Snow leopards and their prey species would then have to migrate to even higher reaches.

Even more worryingly, anthropogenic threats may be exacerbated under climate change, according to the scientists. How? As alpine habitat shrinks, competition for its resources between livestock and snow leopard prey species would increase, ultimately leading to their local extirpation by humans. The leopards would then have to hunt livestock, which in turn would exacerbate human-snow leopard conflict.

So how can humanity help the snow leopard tide over climate change? The authors of the 2012 paper suggest that areas where these animals already exist and are less vulnerable should be identified and conservation efforts there prioritised.

“The most important things that we can do as human beings is to spread the word that there exists a species called the snow leopard which is like the guardian of the Earth’s Third Pole. It guards part of a landscape that provides water to billions of people living downstream,” Koustubh Sharma, senior regional ecologist at the Snow Leopard Trust, an organisation working to conserve snow leopards, said.

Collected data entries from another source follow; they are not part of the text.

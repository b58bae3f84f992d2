//! App - アプリケーション層
//!
//! このモジュールは、ports を組み合わせてアプリケーションロジックを実装します。
//!
//! # 主要コンポーネント
//! - **TaskService**: CRUD と通知の送信（HTTP 層から呼ばれる）
//! - **WorkerHandler**: 1 バッチ分のメッセージ処理
//! - **WorkerLoop**: receive → handle → acknowledge の常駐ループ
//! - **SystemStatus**: 管理用の状態集計

pub mod service;
pub mod status;
pub mod worker;
pub mod worker_loop;

// 主要な型を再エクスポート
pub use self::service::TaskService;
pub use self::status::{DatabaseStatus, QueueStatus, SystemStatus};
pub use self::worker::WorkerHandler;
pub use self::worker_loop::{PollSettings, WorkerLoop, acknowledge_batch};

“Second, talk to your friends, family and everybody else you know about it. The more people talk about issues, the more they become prioritised than sidelined. Third, if you know about it and are talking about it, we can hope that governments will begin prioritising such conservation issues as mainstream issues,” Sharma added.

A 2016 paper by Juan Li et al titled Climate refugia of snow leopards in High Asia also talked about and identified so-called ‘climate refugia’ for snow leopards. According to the authors, some species survived large climate shifts in the past as they could retreat to zones where they could shelter, persist and even expand.

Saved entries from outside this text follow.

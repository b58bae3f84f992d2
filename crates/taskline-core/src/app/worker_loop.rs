//! WorkerLoop - 常駐コンシューマ
//!
//! # フロー
//! 1. DeliveryQueue::receive() で long-poll
//! 2. WorkerHandler::handle_batch() でバッチ処理
//! 3. `should_acknowledge()` なレコードだけ acknowledge
//!    （Storage 失敗は残して visibility timeout 後の再配送に任せる）
//!
//! shutdown は watch channel で通知します。処理中のバッチは最後まで実行します。

use std::sync::Arc;
use std::time::Duration;

use tokio::sync::watch;
use tokio::task::JoinHandle;

use crate::app::worker::WorkerHandler;
use crate::domain::BatchSummary;
use crate::ports::DeliveryQueue;

/// Receive parameters for each poll.
#[derive(Debug, Clone, Copy, PartialEq, Eq)]
pub struct PollSettings {
    pub max_messages: usize,
    pub wait: Duration,
    /// Pause after a failed receive before trying again.
    pub error_backoff: Duration,
}

impl Default for PollSettings {
    fn default() -> Self {
        Self {
            max_messages: 1,
            wait: Duration::from_secs(10),
            error_backoff: Duration::from_secs(1),
        }
    }
}

/// Worker loop handle.
/// - `request_shutdown()` で新しい receive を止める
/// - `shutdown_and_join()` で終了を待てる
pub struct WorkerLoop {
    shutdown_tx: watch::Sender<bool>,
    join: JoinHandle<()>,
}

impl WorkerLoop {
    pub fn spawn(
        queue: Arc<dyn DeliveryQueue>,
        handler: Arc<WorkerHandler>,
        settings: PollSettings,
    ) -> Self {
        let (shutdown_tx, shutdown_rx) = watch::channel(false);
        let join = tokio::spawn(run(queue, handler, settings, shutdown_rx));
        tracing::info!(
            max_messages = settings.max_messages,
            wait_secs = settings.wait.as_secs(),
            "worker loop started"
        );
        Self { shutdown_tx, join }
    }

    pub fn request_shutdown(&self) {
        // receiver may already be gone
        let _ = self.shutdown_tx.send(true);
    }

    pub async fn shutdown_and_join(self) {
        self.request_shutdown();
        if let Err(e) = self.join.await {
            tracing::error!(error = %e, "worker loop panicked");
        }
        tracing::info!("worker loop stopped");
    }
}

async fn run(
    queue: Arc<dyn DeliveryQueue>,
    handler: Arc<WorkerHandler>,
    settings: PollSettings,
    mut shutdown_rx: watch::Receiver<bool>,
) {
    loop {
        if *shutdown_rx.borrow() {
            break;
        }

        // receive は待つ可能性があるので shutdown と競合させる
        let received = tokio::select! {
            changed = shutdown_rx.changed() => {
                if changed.is_err() {
                    break;
                }
                continue;
            }
            received = queue.receive(settings.max_messages, settings.wait) => received,
        };

        let deliveries = match received {
            Ok(deliveries) => deliveries,
            Err(e) => {
                tracing::warn!(error = %e, "receive failed");
                tokio::select! {
                    _ = shutdown_rx.changed() => {}
                    _ = tokio::time::sleep(settings.error_backoff) => {}
                }
                continue;
            }
        };
        if deliveries.is_empty() {
            continue;
        }

        let summary = handler.handle_batch(&deliveries).await;
        acknowledge_batch(queue.as_ref(), &summary).await;
    }
}

/// Acknowledge every record that should not be redelivered.
/// Returns how many acknowledgments succeeded.
pub async fn acknowledge_batch(queue: &dyn DeliveryQueue, summary: &BatchSummary) -> usize {
    let mut acknowledged = 0;
    for record in summary.records.iter().filter(|r| r.should_acknowledge()) {
        match queue.acknowledge(&record.receipt).await {
            Ok(()) => acknowledged += 1,
            Err(e) => {
                // 非致命的: timeout 後に再配送され、終端状態なら Skipped になる
                tracing::warn!(receipt = %record.receipt, error = %e, "acknowledge failed");
            }
        }
    }
    acknowledged
}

They identified such refugia in an area of 1.1 million square kilometres in the Altai, Qilian and Tian Shan-Pamir-Hindu Kush-Karakoram (TPHK) mountain ranges.

But the most important aspect of snow leopard conservation is transboundary cooperation. The snow leopard is spread across 12 countries. Even more amazingly, according to a 2019 paper Defining priorities for global snow leopard conservation landscapes by Juan Li et al, up to one third of global snow leopard habitat may be located within 100 km of an international border.

“Fortunately, a large chunk of these international borders are not fenced. What this means is that snow leopards travel across these borders without passports or visas and are hence the ambassadors of this landscape,” Sharma said.

So, if you have to conserve snow leopards and do a good job of it, you have to look at the impacts of these borders. You have to collaborate, share information and know what is happening across the border since snow leopards don't recognise human borders,” he added.

“Transboundary cooperation does not mean that we do away with these borders. But let us have greater dialogue not just about security but the conservation of an entire species and ecosystem,” he noted.